Once invested, limited partners who become dissatisfied with a general partner have limited avenues of redress: legal action against the general partner is effectively precluded without fiduciary duties or a meaningful standard of care, general partner removal, even if permitted without cause, generally requires a super-majority vote of limited partners and a replacement general partner, and selling a fund investment is difficult due to the limited liquidity of private fund interests and the need to obtain general partner approval for transfers.

Investors in private equity funds agree to this unfavorable balance of power in the hopes of realizing out-sized returns from their private equity investments. To mitigate the risks attendant upon a long-term illiquid investment over which they exercise limited power, Investors typically take full advantage of their pre-investment leverage to conduct extensive due diligence on the general partner, requiring detailed due diligence questionnaires, extensive document production, and in person interviews with key employees, to determine the capability and stability of the general partner. But once the investment is made, limited partners, recognizing their limited power, often become inert, passively relying on information provided by the general partner to monitor their investment.

The ‘set it and forget it’ model of private fund investing may be adequate when dealing with well-established, institutional general partners, who have a track record of success and the institutional strength to handle unexpected stress. However, it exposes limited partners to excessive risk when dealing with newly established or emerging general partners who lack the experience and resources to handle adversity.

To mitigate the risk than an emerging general partner will be disrupted by stress, limited partners should engage in a proactive program of periodic due diligence on emerging general partners to identify and counteract stress before disruptions occur. While limited partners may have limited contractual rights to address such matters, emerging general partners are generally solicitous of their institutional limited partners and amenable to the moral suasion that such limited partners can apply to address such issues. Even if moral suasion fails, forewarned limited partners are better positioned to take proactive measures, such as rallying their fellow limited partners to remove the general partner or selling their interests before losses are incurred.

General Partners are Vulnerable to Stress and Disruption

As a general matter, most investors recognize the importance of thorough due diligence before committing capital to a private equity fund. Institutional investors have well-developed diligence programs that generally include detailed due diligence questionnaires, voluminous document reviews, background checks, and onsite meetings with key employees of the general partner covering, among other things, the general partner’s governance structure, the qualifications of key employees, key policies and procedures (including compliance policies and procedures), and the general partner’s financial condition. The purpose of this extensive due diligence is, among other things, to identify potential conflicts or weaknesses at the general partner, including turnover of key employees, conflicts of interests, histories of bankruptcy or defaults, legal and regulatory issues, and current or planned use of debt to fund ongoing operations and commitments.

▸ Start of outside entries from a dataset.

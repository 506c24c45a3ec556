//! Statistics collected during extraction.

use serde::{Deserialize, Serialize};

use crate::model::{Document, Section};

/// Counts of what each pipeline stage kept and dropped.
#[derive(Debug, Clone, Default, PartialEq, Eq, Serialize, Deserialize)]
pub struct ExtractionStats {
    /// Blocks delivered by the backend
    pub block_count: u32,

    /// Blocks classified as table/figure noise
    pub noise_block_count: u32,

    /// Heading candidates found by the scanner
    pub candidate_count: u32,

    /// Candidates that passed the title filter
    pub filtered_candidate_count: u32,

    /// Headings accepted by the sequence validator
    pub heading_count: u32,

    /// Sections in the resulting document, nested ones included
    pub section_count: u32,

    /// Paragraph elements in the resulting document
    pub paragraph_count: u32,

    /// Image elements in the resulting document
    pub image_count: u32,
}

impl ExtractionStats {
    /// Create new empty statistics.
    pub fn new() -> Self {
        Self::default()
    }

    /// Headings dropped by the title filter or the sequence validator.
    pub fn rejected_heading_count(&self) -> u32 {
        self.candidate_count.saturating_sub(self.heading_count)
    }

    /// Count sections and elements of a finished document.
    pub fn count_document(&mut self, doc: &Document) {
        fn walk(stats: &mut ExtractionStats, section: &Section) {
            stats.section_count += 1;
            for element in &section.content {
                if element.is_paragraph() {
                    stats.paragraph_count += 1;
                } else if element.is_image() {
                    stats.image_count += 1;
                }
            }
            for sub in &section.subsections {
                walk(stats, sub);
            }
        }
        for section in &doc.sections {
            walk(self, section);
        }
    }

    /// Merge another stats instance into this one.
    pub fn merge(&mut self, other: &ExtractionStats) {
        self.block_count += other.block_count;
        self.noise_block_count += other.noise_block_count;
        self.candidate_count += other.candidate_count;
        self.filtered_candidate_count += other.filtered_candidate_count;
        self.heading_count += other.heading_count;
        self.section_count += other.section_count;
        self.paragraph_count += other.paragraph_count;
        self.image_count += other.image_count;
    }
}

#[cfg(test)]
mod tests {
    use super::*;
    use crate::model::ContentElement;

    #[test]
    fn test_count_document() {
        let mut root = Section::new("1 Intro");
        root.add_content(ContentElement::paragraph("a"));
        let mut sub = Section::new("1.1 Detail");
        sub.add_content(ContentElement::image("x.png", "Image 0"));
        sub.add_content(ContentElement::paragraph("b"));
        root.add_subsection(sub);

        let mut stats = ExtractionStats::new();
        stats.count_document(&Document::from_sections(vec![root]));
        assert_eq!(stats.section_count, 2);
        assert_eq!(stats.paragraph_count, 2);
        assert_eq!(stats.image_count, 1);
    }

    #[test]
    fn test_stats_merge() {
        let mut stats1 = ExtractionStats {
            block_count: 10,
            heading_count: 3,
            ..Default::default()
        };
        let stats2 = ExtractionStats {
            block_count: 4,
            candidate_count: 6,
            heading_count: 2,
            ..Default::default()
        };
        stats1.merge(&stats2);
        assert_eq!(stats1.block_count, 14);
        assert_eq!(stats1.heading_count, 5);
        assert_eq!(stats1.rejected_heading_count(), 1);
    }
}
//! JSON rendering and loading for section trees.

use crate::error::{Error, Result};
use crate::model::Document;

/// JSON output format.
#[derive(Debug, Clone, Copy, PartialEq, Eq, Default)]
pub enum JsonFormat {
    /// Pretty-printed JSON with indentation
    #[default]
    Pretty,
    /// Compact JSON without extra whitespace
    Compact,
}

/// Convert a document to JSON.
pub fn to_json(doc: &Document, format: JsonFormat) -> Result<String> {
    let result = match format {
        JsonFormat::Pretty => serde_json::to_string_pretty(doc),
        JsonFormat::Compact => serde_json::to_string(doc),
    };

    result.map_err(|e| Error::Render(format!("JSON serialization error: {}", e)))
}

/// Load a document from JSON.
///
/// Missing `content`, `subsections`, `metadata` and optional element
/// fields read as empty.
pub fn from_json(json: &str) -> Result<Document> {
    Ok(serde_json::from_str(json)?)
}
//! Extraction options and configuration.

use super::{ClassifierConfig, GapPolicy, HeadingFilterConfig, NormalizeOptions};
use crate::render::DEFAULT_IMAGE_TAG_PATTERN;

/// Options for extracting a section tree from backend output.
#[derive(Debug, Clone)]
pub struct ExtractOptions {
    /// Block classifier thresholds
    pub classifier: ClassifierConfig,

    /// Text normalization options
    pub normalize: NormalizeOptions,

    /// Heading title shape rules
    pub heading_filter: HeadingFilterConfig,

    /// Numbering gap strictness
    pub gap_policy: GapPolicy,

    /// Line that ends the final section (bibliography start)
    pub stop_marker: String,

    /// Directory image paths are referenced under
    pub image_dir: String,

    /// Pattern for image placeholders in the text
    pub image_tag_pattern: String,

    /// Whether to extract images at all
    pub extract_images: bool,

    /// Whether batch extraction runs documents in parallel
    pub parallel: bool,
}

impl ExtractOptions {
    /// Create new extract options with defaults.
    pub fn new() -> Self {
        Self::default()
    }

    /// Set classifier thresholds.
    pub fn with_classifier(mut self, config: ClassifierConfig) -> Self {
        self.classifier = config;
        self
    }

    /// Set normalization options.
    pub fn with_normalize(mut self, options: NormalizeOptions) -> Self {
        self.normalize = options;
        self
    }

    /// Set heading title rules.
    pub fn with_heading_filter(mut self, filter: HeadingFilterConfig) -> Self {
        self.heading_filter = filter;
        self
    }

    /// Set the gap policy.
    pub fn with_gap_policy(mut self, policy: GapPolicy) -> Self {
        self.gap_policy = policy;
        self
    }

    /// Set the bibliography marker line.
    pub fn with_stop_marker(mut self, marker: impl Into<String>) -> Self {
        self.stop_marker = marker.into();
        self
    }

    /// Set the image directory used in image paths.
    pub fn with_image_dir(mut self, dir: impl Into<String>) -> Self {
        self.image_dir = dir.into();
        self
    }

    /// Set the image placeholder pattern.
    pub fn with_image_tag_pattern(mut self, pattern: impl Into<String>) -> Self {
        self.image_tag_pattern = pattern.into();
        self
    }

    /// Enable or disable image extraction.
    pub fn with_images(mut self, extract: bool) -> Self {
        self.extract_images = extract;
        self
    }

    /// Enable or disable parallel batch processing.
    pub fn with_parallel(mut self, parallel: bool) -> Self {
        self.parallel = parallel;
        self
    }

    /// Disable parallel processing.
    pub fn sequential(mut self) -> Self {
        self.parallel = false;
        self
    }
}

impl Default for ExtractOptions {
    fn default() -> Self {
        Self {
            classifier: ClassifierConfig::default(),
            normalize: NormalizeOptions::default(),
            heading_filter: HeadingFilterConfig::default(),
            gap_policy: GapPolicy::default(),
            stop_marker: "References".to_string(),
            image_dir: "images".to_string(),
            image_tag_pattern: DEFAULT_IMAGE_TAG_PATTERN.to_string(),
            extract_images: true,
            parallel: true,
        }
    }
}

#[cfg(test)]
mod tests {
    use super::*;

    #[test]
    fn test_extract_options_builder() {
        let options = ExtractOptions::new()
            .with_gap_policy(GapPolicy::AllLevels)
            .with_stop_marker("Bibliography")
            .with_image_dir("paper_images")
            .with_images(false)
            .sequential();

        assert_eq!(options.gap_policy, GapPolicy::AllLevels);
        assert_eq!(options.stop_marker, "Bibliography");
        assert_eq!(options.image_dir, "paper_images");
        assert!(!options.extract_images);
        assert!(!options.parallel);
    }

    #[test]
    fn test_default_options() {
        let options = ExtractOptions::default();
        assert_eq!(options.gap_policy, GapPolicy::TopLevel);
        assert_eq!(options.stop_marker, "References");
        assert_eq!(options.heading_filter.min_title_len, 5);
        assert_eq!(options.heading_filter.max_title_len, 50);
        assert!(options.extract_images);
        assert!(options.parallel);
    }
}
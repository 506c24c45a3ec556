//! Content elements: the typed leaves of a section body.

use serde::{Deserialize, Serialize};
use std::collections::HashMap;

/// Kind of a content element.
///
/// Unknown kinds read from JSON are kept verbatim so that a JSON
/// round-trip never loses them; they render as nothing in Markdown.
#[derive(Debug, Clone, PartialEq, Eq, Serialize, Deserialize)]
#[serde(from = "String", into = "String")]
pub enum ElementType {
    /// Body text
    Paragraph,
    /// Reference to an extracted image
    Image,
    /// Any other kind
    Other(String),
}

impl ElementType {
    /// Tag used in the serialized form.
    pub fn as_str(&self) -> &str {
        match self {
            ElementType::Paragraph => "paragraph",
            ElementType::Image => "image",
            ElementType::Other(tag) => tag,
        }
    }
}

impl From<String> for ElementType {
    fn from(tag: String) -> Self {
        match tag.as_str() {
            "paragraph" => ElementType::Paragraph,
            "image" => ElementType::Image,
            _ => ElementType::Other(tag),
        }
    }
}

impl From<ElementType> for String {
    fn from(kind: ElementType) -> Self {
        kind.as_str().to_string()
    }
}

impl std::fmt::Display for ElementType {
    fn fmt(&self, f: &mut std::fmt::Formatter<'_>) -> std::fmt::Result {
        f.write_str(self.as_str())
    }
}

/// A leaf unit of a section body (paragraph or image).
#[derive(Debug, Clone, PartialEq, Serialize, Deserialize)]
pub struct ContentElement {
    /// Element kind
    #[serde(rename = "type")]
    pub element_type: ElementType,

    /// Paragraph text
    #[serde(default)]
    pub text: Option<String>,

    /// Image path, as referenced from the rendered output
    #[serde(default)]
    pub path: Option<String>,

    /// Image description (alt text)
    #[serde(default)]
    pub description: Option<String>,

    /// Open metadata; only the JSON form keeps it
    #[serde(default)]
    pub metadata: HashMap<String, serde_json::Value>,
}

impl ContentElement {
    /// Create an element of the given kind with no fields set.
    pub fn new(element_type: ElementType) -> Self {
        Self {
            element_type,
            text: None,
            path: None,
            description: None,
            metadata: HashMap::new(),
        }
    }

    /// Create a paragraph element.
    pub fn paragraph(text: impl Into<String>) -> Self {
        Self {
            text: Some(text.into()),
            ..Self::new(ElementType::Paragraph)
        }
    }

    /// Create an image element.
    pub fn image(path: impl Into<String>, description: impl Into<String>) -> Self {
        Self {
            path: Some(path.into()),
            description: Some(description.into()),
            ..Self::new(ElementType::Image)
        }
    }

    /// Attach a metadata entry, replacing any previous value for the key.
    pub fn with_metadata(mut self, key: impl Into<String>, value: impl Into<serde_json::Value>) -> Self {
        self.metadata.insert(key.into(), value.into());
        self
    }

    /// Check if this is a paragraph.
    pub fn is_paragraph(&self) -> bool {
        self.element_type == ElementType::Paragraph
    }

    /// Check if this is an image.
    pub fn is_image(&self) -> bool {
        self.element_type == ElementType::Image
    }

    /// Paragraph text, if this is a paragraph with non-empty text.
    pub fn paragraph_text(&self) -> Option<&str> {
        match (&self.element_type, self.text.as_deref()) {
            (ElementType::Paragraph, Some(text)) if !text.is_empty() => Some(text),
            _ => None,
        }
    }

    /// Image path and description, if this is an image with both non-empty.
    pub fn image_ref(&self) -> Option<(&str, &str)> {
        match (&self.element_type, self.path.as_deref(), self.description.as_deref()) {
            (ElementType::Image, Some(path), Some(description))
                if !path.is_empty() && !description.is_empty() =>
            {
                Some((path, description))
            }
            _ => None,
        }
    }

    /// Render as Markdown. Elements missing required fields, or of an
    /// unknown kind, render as an empty string.
    pub fn to_markdown(&self) -> String {
        if let Some(text) = self.paragraph_text() {
            return format!("{}{}\n\n", line_start_escape(text), text);
        }
        if let Some((path, description)) = self.image_ref() {
            return format!("![{}]({})\n\n", description, path);
        }
        String::new()
    }
}

/// Backslash needed in front of a paragraph line that would otherwise read
/// back as a heading or an image.
fn line_start_escape(text: &str) -> &'static str {
    if text.starts_with(|c: char| matches!(c, '#' | '!' | '\\')) {
        "\\"
    } else {
        ""
    }
}
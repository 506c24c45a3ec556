//! Text normalization for the surviving prose blocks.

use regex::Regex;
use unicode_normalization::UnicodeNormalization;

use super::TextBlock;

/// Options for text normalization.
///
/// The whitespace and hyphenation steps always run; the Unicode steps are
/// opt-in because they change character offsets relative to the backend
/// output.
#[derive(Debug, Clone, Default, PartialEq, Eq)]
pub struct NormalizeOptions {
    /// Normalize Unicode to NFC form
    pub normalize_unicode: bool,

    /// Fix ligatures (fi, fl, etc.)
    pub fix_ligatures: bool,
}

impl NormalizeOptions {
    /// Create options with defaults.
    pub fn new() -> Self {
        Self::default()
    }

    /// Enable or disable NFC normalization.
    pub fn with_unicode(mut self, normalize: bool) -> Self {
        self.normalize_unicode = normalize;
        self
    }

    /// Enable or disable ligature expansion.
    pub fn with_ligatures(mut self, fix: bool) -> Self {
        self.fix_ligatures = fix;
        self
    }
}

const LIGATURES: [(&str, &str); 7] = [
    ("\u{FB00}", "ff"),
    ("\u{FB01}", "fi"),
    ("\u{FB02}", "fl"),
    ("\u{FB03}", "ffi"),
    ("\u{FB04}", "ffl"),
    ("\u{FB05}", "st"),
    ("\u{FB06}", "st"),
];

/// Collapses whitespace and repairs hyphenation across line breaks.
pub struct TextNormalizer {
    options: NormalizeOptions,
    newline_runs: Regex,
    space_runs: Regex,
}

impl TextNormalizer {
    /// Create a normalizer with the given options.
    pub fn new(options: NormalizeOptions) -> Self {
        Self {
            options,
            newline_runs: Regex::new(r"\n+").expect("valid newline regex"),
            space_runs: Regex::new(r" +").expect("valid space regex"),
        }
    }

    /// Join prose blocks one per line, then normalize.
    pub fn normalize_blocks<'a, I>(&self, blocks: I) -> String
    where
        I: IntoIterator<Item = &'a TextBlock>,
    {
        let mut text = String::new();
        for block in blocks {
            text.push_str(block.text.trim());
            text.push('\n');
        }
        self.normalize(&text)
    }

    /// Normalize already concatenated text.
    pub fn normalize(&self, text: &str) -> String {
        let mut result = if self.options.normalize_unicode {
            text.nfc().collect()
        } else {
            text.to_string()
        };

        if self.options.fix_ligatures {
            for (ligature, replacement) in LIGATURES {
                result = result.replace(ligature, replacement);
            }
        }

        let result = self.newline_runs.replace_all(&result, "\n");
        let result = self.space_runs.replace_all(&result, " ");
        result.replace("-\n", "")
    }
}

impl Default for TextNormalizer {
    fn default() -> Self {
        Self::new(NormalizeOptions::default())
    }
}

/// Normalize text with default options.
pub fn normalize_text(text: &str) -> String {
    TextNormalizer::default().normalize(text)
}
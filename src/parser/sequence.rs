//! Section sequence validation.
//!
//! Candidates are sorted by numeral and folded left: each one is compared
//! against the last accepted heading and kept only if the step from that
//! heading is a plausible outline transition. A rejected candidate is
//! dropped outright and never becomes the reference for the next one, so
//! a stray `7 Tables` in the middle of section 2 cannot derail the rest of
//! the outline.

use super::{HeadingCandidate, Numeral};

/// How strictly numbering gaps are rejected.
#[derive(Debug, Clone, Copy, PartialEq, Eq, Default)]
pub enum GapPolicy {
    /// No gap check; only the transition rule applies
    Off,
    /// Reject top-level jumps of more than one (`1 → 3`)
    #[default]
    TopLevel,
    /// Also reject sibling gaps at any depth (`1.1 → 1.3`) and new
    /// levels that do not start at 1 (`1.1 → 1.1.2`)
    AllLevels,
}

/// Why a candidate was dropped by the validator.
#[derive(Debug, Clone, Copy, PartialEq, Eq)]
pub enum SequenceRejection {
    /// Numbering jumped by more than one
    LargeGap,
    /// Not a valid step from the previous heading
    InvalidTransition,
}

/// Check if the top-level numeral jumps by more than one.
pub fn is_large_gap(last: &Numeral, current: &Numeral) -> bool {
    current.top() > last.top() && current.top() - last.top() > 1
}

/// Check if `current` may directly follow `last` in an outline.
///
/// `1.1 → 1.2`, `1.1 → 2` and `1.1 → 1.1.1` are valid; going backwards,
/// repeating a numeral, descending two levels at once, or jumping at one
/// depth while numbering a deeper one (`1.1 → 2.1`) are not.
pub fn is_valid_transition(last: &Numeral, current: &Numeral) -> bool {
    let last = last.parts();
    let current = current.parts();

    if current.len() > last.len() + 1 {
        return false;
    }

    for (i, (&l, &c)) in last.iter().zip(current.iter()).enumerate() {
        if c < l {
            return false;
        }
        if c > l {
            return current[i + 1..].iter().all(|&p| p == 0);
        }
    }

    current.len() > last.len()
}

/// Check every depth for increments larger than one, and new levels
/// starting above 1.
fn has_sibling_gap(last: &Numeral, current: &Numeral) -> bool {
    let last = last.parts();
    let current = current.parts();

    for (&l, &c) in last.iter().zip(current.iter()) {
        if c != l {
            return c > l && c - l > 1;
        }
    }

    current.len() > last.len() && current[last.len()] != 1
}

/// Validates heading candidates into a coherent outline.
#[derive(Debug, Clone, Copy, Default)]
pub struct SequenceValidator {
    policy: GapPolicy,
}

impl SequenceValidator {
    /// Create a validator with the default gap policy.
    pub fn new() -> Self {
        Self::default()
    }

    /// Create a validator with a specific gap policy.
    pub fn with_policy(policy: GapPolicy) -> Self {
        Self { policy }
    }

    /// The gap policy in use.
    pub fn policy(&self) -> GapPolicy {
        self.policy
    }

    /// Check a single step from `last` to `current`.
    pub fn check(&self, last: &Numeral, current: &Numeral) -> Option<SequenceRejection> {
        let gap = match self.policy {
            GapPolicy::Off => false,
            GapPolicy::TopLevel => is_large_gap(last, current),
            GapPolicy::AllLevels => is_large_gap(last, current) || has_sibling_gap(last, current),
        };
        if gap {
            Some(SequenceRejection::LargeGap)
        } else if !is_valid_transition(last, current) {
            Some(SequenceRejection::InvalidTransition)
        } else {
            None
        }
    }

    /// Sort candidates by numeral and keep the ones forming a valid outline.
    pub fn validate(&self, mut candidates: Vec<HeadingCandidate>) -> Vec<HeadingCandidate> {
        candidates.sort_by(|a, b| a.numeral.cmp(&b.numeral));

        let total = candidates.len();
        let mut accepted: Vec<HeadingCandidate> = Vec::with_capacity(total);
        for candidate in candidates {
            if let Some(last) = accepted.last() {
                if let Some(reason) = self.check(&last.numeral, &candidate.numeral) {
                    log::debug!(
                        "Dropped heading {:?} after {}: {:?}",
                        candidate.heading_text(),
                        last.numeral,
                        reason
                    );
                    continue;
                }
            }
            accepted.push(candidate);
        }

        log::debug!(
            "SequenceValidator: accepted {} of {} headings",
            accepted.len(),
            total
        );
        accepted
    }
}

/// Validate candidates with the default gap policy.
pub fn validate_sequence(candidates: Vec<HeadingCandidate>) -> Vec<HeadingCandidate> {
    SequenceValidator::new().validate(candidates)
}
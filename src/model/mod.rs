//! Document model types.
//!
//! A [`Document`] is a tree of [`Section`]s whose bodies are made of
//! [`ContentElement`]s. The tree is built by the extraction pipeline or
//! by reading Markdown/JSON, and is a plain value afterwards.

mod document;
mod element;
mod section;

pub use document::Document;
pub use element::{ContentElement, ElementType};
pub use section::Section;
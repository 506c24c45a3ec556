//! Plain text rendering for section trees.

use crate::model::{Document, Section};

/// Convert a document to plain text: section titles and paragraph text,
/// each separated by a blank line. Images are left out.
pub fn to_text(doc: &Document) -> String {
    let mut parts = Vec::new();
    for section in &doc.sections {
        collect_text(section, &mut parts);
    }
    parts.join("\n\n")
}

fn collect_text<'a>(section: &'a Section, parts: &mut Vec<&'a str>) {
    parts.push(&section.title);
    parts.extend(section.content.iter().filter_map(|e| e.paragraph_text()));
    for sub in &section.subsections {
        collect_text(sub, parts);
    }
}

#[cfg(test)]
mod tests {
    use super::*;
    use crate::model::ContentElement;

    #[test]
    fn test_to_text() {
        let mut intro = Section::new("1 Introduction");
        intro.add_content(ContentElement::paragraph("Hello, world!"));
        intro.add_content(ContentElement::image("a.png", "Image 0"));
        let mut scope = Section::new("1.1 Scope");
        scope.add_content(ContentElement::paragraph("Second paragraph."));
        intro.add_subsection(scope);

        let result = to_text(&Document::from_sections(vec![intro]));
        assert_eq!(
            result,
            "1 Introduction\n\nHello, world!\n\n1.1 Scope\n\nSecond paragraph."
        );
    }

    #[test]
    fn test_empty_document() {
        assert_eq!(to_text(&Document::new()), "");
    }
}
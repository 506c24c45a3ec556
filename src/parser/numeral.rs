//! Dotted section numerals such as `2.1.3`.

use std::fmt;
use std::str::FromStr;

use crate::error::{Error, Result};

/// A section numeral: a dotted sequence of integers.
///
/// Ordering is lexicographic on the integer tuple, so `2 < 2.1 < 2.2 < 3`.
#[derive(Debug, Clone, PartialEq, Eq, PartialOrd, Ord, Hash)]
pub struct Numeral(Vec<u32>);

impl Numeral {
    /// Create a numeral from its components.
    ///
    /// Returns `None` for an empty component list.
    pub fn new(parts: Vec<u32>) -> Option<Self> {
        if parts.is_empty() {
            None
        } else {
            Some(Self(parts))
        }
    }

    /// Numeral components.
    pub fn parts(&self) -> &[u32] {
        &self.0
    }

    /// Nesting depth (1 for top-level sections).
    pub fn depth(&self) -> usize {
        self.0.len()
    }

    /// Top-level component.
    pub fn top(&self) -> u32 {
        self.0[0]
    }
}

impl FromStr for Numeral {
    type Err = Error;

    fn from_str(s: &str) -> Result<Self> {
        let s = s.trim().trim_end_matches('.');
        let parts = s
            .split('.')
            .map(|part| part.parse::<u32>())
            .collect::<std::result::Result<Vec<_>, _>>()
            .map_err(|_| Error::InvalidNumeral(s.to_string()))?;
        Numeral::new(parts).ok_or_else(|| Error::InvalidNumeral(s.to_string()))
    }
}

impl fmt::Display for Numeral {
    fn fmt(&self, f: &mut fmt::Formatter<'_>) -> fmt::Result {
        for (i, part) in self.0.iter().enumerate() {
            if i > 0 {
                f.write_str(".")?;
            }
            write!(f, "{}", part)?;
        }
        Ok(())
    }
}

#[cfg(test)]
mod tests {
    use super::*;

    fn n(s: &str) -> Numeral {
        s.parse().unwrap()
    }

    #[test]
    fn test_parse_and_display() {
        assert_eq!(n("2.1.3").parts(), &[2, 1, 3]);
        assert_eq!(n("2.1.3").to_string(), "2.1.3");
        assert_eq!(n("4.").to_string(), "4");
        assert_eq!(n("2.1").depth(), 2);
        assert_eq!(n("2.1").top(), 2);
    }

    #[test]
    fn test_invalid_numerals() {
        assert!("".parse::<Numeral>().is_err());
        assert!("1..2".parse::<Numeral>().is_err());
        assert!("1.a".parse::<Numeral>().is_err());
        assert!("99999999999".parse::<Numeral>().is_err());
        assert!(Numeral::new(vec![]).is_none());
    }

    #[test]
    fn test_tuple_ordering() {
        let mut numerals = vec![n("3"), n("2.1"), n("10"), n("2"), n("2.10"), n("2.2")];
        numerals.sort();
        let rendered: Vec<_> = numerals.iter().map(Numeral::to_string).collect();
        assert_eq!(rendered, vec!["2", "2.1", "2.2", "2.10", "3", "10"]);
    }
}
//! Document-level types.

use serde::{Deserialize, Serialize};

use super::Section;

/// A parsed paper: an ordered list of root sections.
///
/// Serializes as a bare JSON array of sections.
#[derive(Debug, Clone, PartialEq, Default, Serialize, Deserialize)]
#[serde(transparent)]
pub struct Document {
    /// Root sections in reading order
    pub sections: Vec<Section>,
}

impl Document {
    /// Create a new empty document.
    pub fn new() -> Self {
        Self {
            sections: Vec::new(),
        }
    }

    /// Create a document from root sections.
    pub fn from_sections(sections: Vec<Section>) -> Self {
        Self { sections }
    }

    /// Add a root section.
    pub fn add_section(&mut self, section: Section) {
        self.sections.push(section);
    }

    /// Check if the document has no sections.
    pub fn is_empty(&self) -> bool {
        self.sections.is_empty()
    }

    /// Number of sections, including nested ones.
    pub fn total_sections(&self) -> usize {
        self.sections.iter().map(Section::total_sections).sum()
    }

    /// Render as Markdown without touching the filesystem.
    ///
    /// Use [`crate::render::to_markdown`] to verify image references.
    pub fn to_markdown(&self) -> String {
        self.sections
            .iter()
            .map(|section| section.to_markdown(1))
            .collect()
    }

    /// Parse Markdown produced by [`Document::to_markdown`] (or written by hand).
    pub fn from_markdown(markdown: &str) -> Self {
        crate::render::from_markdown(markdown)
    }

    /// Serialize to pretty-printed JSON.
    pub fn to_json(&self) -> crate::Result<String> {
        crate::render::to_json(self, crate::render::JsonFormat::Pretty)
    }

    /// Deserialize from JSON.
    pub fn from_json(json: &str) -> crate::Result<Self> {
        crate::render::from_json(json)
    }
}

#[cfg(test)]
mod tests {
    use super::*;
    use crate::model::ContentElement;

    #[test]
    fn test_document_new() {
        let doc = Document::new();
        assert!(doc.is_empty());
        assert_eq!(doc.total_sections(), 0);
        assert_eq!(doc.to_markdown(), "");
    }

    #[test]
    fn test_document_sections() {
        let mut intro = Section::new("1 Introduction");
        intro.add_content(ContentElement::paragraph("Body text here."));
        let mut background = Section::new("2 Background");
        background.add_subsection(Section::new("2.1 Prior Work"));

        let doc = Document::from_sections(vec![intro, background]);
        assert_eq!(doc.total_sections(), 3);
        assert_eq!(
            doc.to_markdown(),
            "# 1 Introduction\nBody text here.\n\n# 2 Background\n## 2.1 Prior Work\n"
        );
    }

    #[test]
    fn test_document_serializes_as_array() {
        let doc = Document::from_sections(vec![Section::new("Intro")]);
        let json = serde_json::to_string(&doc).unwrap();
        assert_eq!(json, r#"[{"title":"Intro","content":[],"subsections":[]}]"#);
    }
}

Unfortunately, the stresses of running an advisory business can lead to problems developing over time that can adversely affect the general partner and its investment management. In my own experience, even well-established general partners with hundreds of employees and multiple billions of assets under management can be undone by poor managerial responses to internal stresses. Therefore, when dealing with any general partner outside the very largest and well-established institutions (e.g., Blackstone, Carlyle, KKR, TPG, etc.), limited partners must be cognizant that the general partner, no matter how large their portfolio, may be a relatively small organization reliant on a few key operatives and with a limited capital base.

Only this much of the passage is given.